_ACTIVITY_
Match on the string "EmptyTable" in the entries below and return every matching line.

_SOURCE DATA_
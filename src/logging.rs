use std::io;

use tracing_subscriber::fmt;
use tracing_subscriber::prelude::*;
use tracing_subscriber::EnvFilter;

const DEFAULT_FILTER: &str = "info,donorsync=info,reqwest=warn,hyper=warn";

/// Logs go to stderr so stdout stays clean for JSON output.
/// `RUST_LOG` overrides the default filter.
pub fn configure_logging() {
    let filter = EnvFilter::try_from_default_env().unwrap_or_else(|_| EnvFilter::new(DEFAULT_FILTER));

    let stderr_log = fmt::layer()
        .with_writer(io::stderr)
        .with_target(false)
        .with_filter(filter);

    tracing_subscriber::registry().with(stderr_log).init();
}
use std::io;
use std::path::PathBuf;

use serde::Serialize;
use thiserror::Error;

/// The donor source is missing or unreadable. Callers may substitute fallback data.
#[derive(Debug, Error)]
pub enum DataSourceError {
    #[error("donor data not found at {}", .path.display())]
    NotFound { path: PathBuf },
    #[error("failed to open donor data at {}: {source}", .path.display())]
    Open {
        path: PathBuf,
        #[source]
        source: io::Error,
    },
    #[error("donor data at {} is missing column {column}", .path.display())]
    MissingColumn { path: PathBuf, column: &'static str },
    #[error("failed to read donor data from {}: {source}", .path.display())]
    Read {
        path: PathBuf,
        #[source]
        source: csv::Error,
    },
    #[error("donor data at {} has no rows", .path.display())]
    Empty { path: PathBuf },
}

/// Feature data that prevents a model from being fitted.
#[derive(Debug, Error, PartialEq)]
pub enum ModelFitError {
    #[error("cannot fit a model on an empty donor table")]
    EmptyTable,
    #[error("non-finite value in column {column} at row {row}")]
    NonFiniteFeature { row: usize, column: &'static str },
    #[error("tree count must be at least 1")]
    InvalidTreeCount,
    #[error("cluster count must be at least 1")]
    InvalidClusterCount,
}

/// A collaborator call that did not produce a live value.
///
/// Never propagated as a hard failure: it travels inside the batch provenance.
#[derive(Debug, Clone, Error, PartialEq, Serialize)]
#[serde(tag = "kind", content = "detail", rename_all = "snake_case")]
pub enum ExternalSignalError {
    #[error("no API credential configured")]
    MissingCredential,
    #[error("collaborator endpoint not configured")]
    NotConfigured,
    #[error("request timed out")]
    Timeout,
    #[error("transport error: {0}")]
    Transport(String),
    #[error("unexpected status {code}: {body}")]
    Status { code: u16, body: String },
    #[error("api error {code}: {message}")]
    Api { code: String, message: String },
    #[error("malformed response: {0}")]
    Malformed(String),
}

impl From<reqwest::Error> for ExternalSignalError {
    fn from(err: reqwest::Error) -> Self {
        if err.is_timeout() {
            ExternalSignalError::Timeout
        } else if err.is_decode() {
            ExternalSignalError::Malformed(err.to_string())
        } else {
            ExternalSignalError::Transport(err.to_string())
        }
    }
}

/// Failures that abort a pipeline run and are reported to the caller.
#[derive(Debug, Error)]
pub enum PipelineError {
    #[error(transparent)]
    DataSource(#[from] DataSourceError),
    #[error(transparent)]
    ModelFit(#[from] ModelFitError),
}
use rand::rngs::StdRng;
use rand::seq::SliceRandom;
use rand::{Rng, SeedableRng};
use tracing::{debug, info};

use crate::config::ForestConfig;
use crate::error::ModelFitError;
use crate::models::{DonorRecord, DonorTable};

pub const FEATURE_COLUMNS: [&str; 5] = [
    "DONOR_AGE",
    "LIFETIME_GIFT_AMOUNT",
    "RECENT_RESPONSE_PROP",
    "MONTHS_SINCE_LAST_GIFT",
    "MEDIAN_HOUSEHOLD_INCOME",
];

const FEATURE_COUNT: usize = FEATURE_COLUMNS.len();

type Features = [f64; FEATURE_COUNT];

/// Bagged decision trees predicting the likely-donor label.
///
/// The fit is a point-in-time fit over the whole table: no holdout, no tuning.
/// With the same table and seed every probability is reproduced exactly.
#[derive(Debug, Clone)]
pub struct ResponsivenessClassifier {
    config: ForestConfig,
}

impl ResponsivenessClassifier {
    pub fn new(config: ForestConfig) -> Self {
        Self { config }
    }

    /// Fits the forest on `table` and fills every row's probability column.
    pub fn train(&self, mut table: DonorTable) -> Result<DonorTable, ModelFitError> {
        let features = feature_matrix(&table)?;
        let labels: Vec<bool> = table.rows.iter().map(|r| r.record.likely_donor).collect();

        let forest = RandomForest::fit(&features, &labels, &self.config)?;
        for (row, x) in table.rows.iter_mut().zip(features.iter()) {
            row.probability = Some(forest.predict_proba(x));
        }

        info!(
            rows = table.len(),
            trees = self.config.trees,
            positives = labels.iter().filter(|&&l| l).count(),
            "fitted responsiveness classifier"
        );
        Ok(table)
    }
}

/// Classifier inputs with missing values filled with 0.
fn feature_matrix(table: &DonorTable) -> Result<Vec<Features>, ModelFitError> {
    if table.is_empty() {
        return Err(ModelFitError::EmptyTable);
    }

    table
        .rows
        .iter()
        .map(|row| {
            let x = features_of(&row.record);
            match x.iter().position(|v| !v.is_finite()) {
                Some(column) => Err(ModelFitError::NonFiniteFeature {
                    row: row.record.row,
                    column: FEATURE_COLUMNS[column],
                }),
                None => Ok(x),
            }
        })
        .collect()
}

fn features_of(record: &DonorRecord) -> Features {
    [
        record.age.unwrap_or(0.0),
        record.lifetime_gift_amount.unwrap_or(0.0),
        record.recent_response_prop.unwrap_or(0.0),
        record.months_since_last_gift.unwrap_or(0.0),
        record.median_household_income.unwrap_or(0.0),
    ]
}

#[derive(Debug)]
struct RandomForest {
    trees: Vec<DecisionTree>,
}

impl RandomForest {
    fn fit(x: &[Features], y: &[bool], config: &ForestConfig) -> Result<Self, ModelFitError> {
        if x.is_empty() {
            return Err(ModelFitError::EmptyTable);
        }
        if config.trees == 0 {
            return Err(ModelFitError::InvalidTreeCount);
        }

        let mut rng = StdRng::seed_from_u64(config.seed);
        let n = x.len();
        let trees = (0..config.trees)
            .map(|_| {
                let sample: Vec<usize> = (0..n).map(|_| rng.random_range(0..n)).collect();
                DecisionTree::fit(x, y, sample, &mut rng)
            })
            .collect::<Vec<_>>();

        debug!(
            nodes = trees.iter().map(|t| t.nodes.len()).sum::<usize>(),
            "grew forest"
        );
        Ok(Self { trees })
    }

    fn predict_proba(&self, x: &Features) -> f64 {
        let total: f64 = self.trees.iter().map(|tree| tree.predict(x)).sum();
        (total / self.trees.len() as f64).clamp(0.0, 1.0)
    }
}

#[derive(Debug, Clone, Copy)]
enum Node {
    Leaf {
        positive_rate: f64,
    },
    Split {
        feature: usize,
        threshold: f64,
        left: usize,
        right: usize,
    },
}

/// Fully grown CART tree using Gini impurity, stored as a flat node arena.
#[derive(Debug)]
struct DecisionTree {
    nodes: Vec<Node>,
}

impl DecisionTree {
    fn fit(x: &[Features], y: &[bool], sample: Vec<usize>, rng: &mut StdRng) -> Self {
        let mut nodes = vec![Node::Leaf { positive_rate: 0.0 }];
        let mut pending = vec![(0usize, sample)];

        while let Some((id, indices)) = pending.pop() {
            let positives = indices.iter().filter(|&&i| y[i]).count();
            let positive_rate = positives as f64 / indices.len() as f64;

            if positives == 0 || positives == indices.len() {
                nodes[id] = Node::Leaf { positive_rate };
                continue;
            }

            let Some((feature, threshold)) = best_split(x, y, &indices, positives, rng) else {
                nodes[id] = Node::Leaf { positive_rate };
                continue;
            };

            let (left_indices, right_indices): (Vec<usize>, Vec<usize>) = indices
                .into_iter()
                .partition(|&i| x[i][feature] <= threshold);

            let left = nodes.len();
            let right = left + 1;
            nodes.push(Node::Leaf { positive_rate: 0.0 });
            nodes.push(Node::Leaf { positive_rate: 0.0 });
            nodes[id] = Node::Split {
                feature,
                threshold,
                left,
                right,
            };
            pending.push((left, left_indices));
            pending.push((right, right_indices));
        }

        Self { nodes }
    }

    fn predict(&self, x: &Features) -> f64 {
        let mut id = 0;
        loop {
            match self.nodes[id] {
                Node::Leaf { positive_rate } => return positive_rate,
                Node::Split {
                    feature,
                    threshold,
                    left,
                    right,
                } => {
                    id = if x[feature] <= threshold { left } else { right };
                }
            }
        }
    }
}

/// Lowest weighted Gini split over a random subset of sqrt(features) columns.
/// Further columns are drawn only while every drawn column is constant.
fn best_split(
    x: &[Features],
    y: &[bool],
    indices: &[usize],
    positives: usize,
    rng: &mut StdRng,
) -> Option<(usize, f64)> {
    let max_features = ((FEATURE_COUNT as f64).sqrt() as usize).max(1);
    let mut order: Vec<usize> = (0..FEATURE_COUNT).collect();
    order.shuffle(rng);

    let n = indices.len();
    let mut best: Option<(f64, usize, f64)> = None;

    for (visited, &feature) in order.iter().enumerate() {
        if visited >= max_features && best.is_some() {
            break;
        }

        let mut values: Vec<(f64, bool)> = indices.iter().map(|&i| (x[i][feature], y[i])).collect();
        values.sort_by(|a, b| a.0.total_cmp(&b.0));

        let mut left_positives = 0usize;
        for k in 0..n - 1 {
            if values[k].1 {
                left_positives += 1;
            }
            let (lo, hi) = (values[k].0, values[k + 1].0);
            if lo == hi {
                continue;
            }

            let left_n = k + 1;
            let right_n = n - left_n;
            let impurity = left_n as f64 * gini(left_positives, left_n)
                + right_n as f64 * gini(positives - left_positives, right_n);

            if best.map_or(true, |(current, _, _)| impurity < current) {
                let mut threshold = lo / 2.0 + hi / 2.0;
                if threshold == hi || !threshold.is_finite() {
                    threshold = lo;
                }
                best = Some((impurity, feature, threshold));
            }
        }
    }

    best.map(|(_, feature, threshold)| (feature, threshold))
}

fn gini(positives: usize, total: usize) -> f64 {
    let p = positives as f64 / total as f64;
    2.0 * p * (1.0 - p)
}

_FINAL ANSWER_
    EmptyTable,
        return Err(ModelFitError::EmptyTable);
            return Err(ModelFitError::EmptyTable);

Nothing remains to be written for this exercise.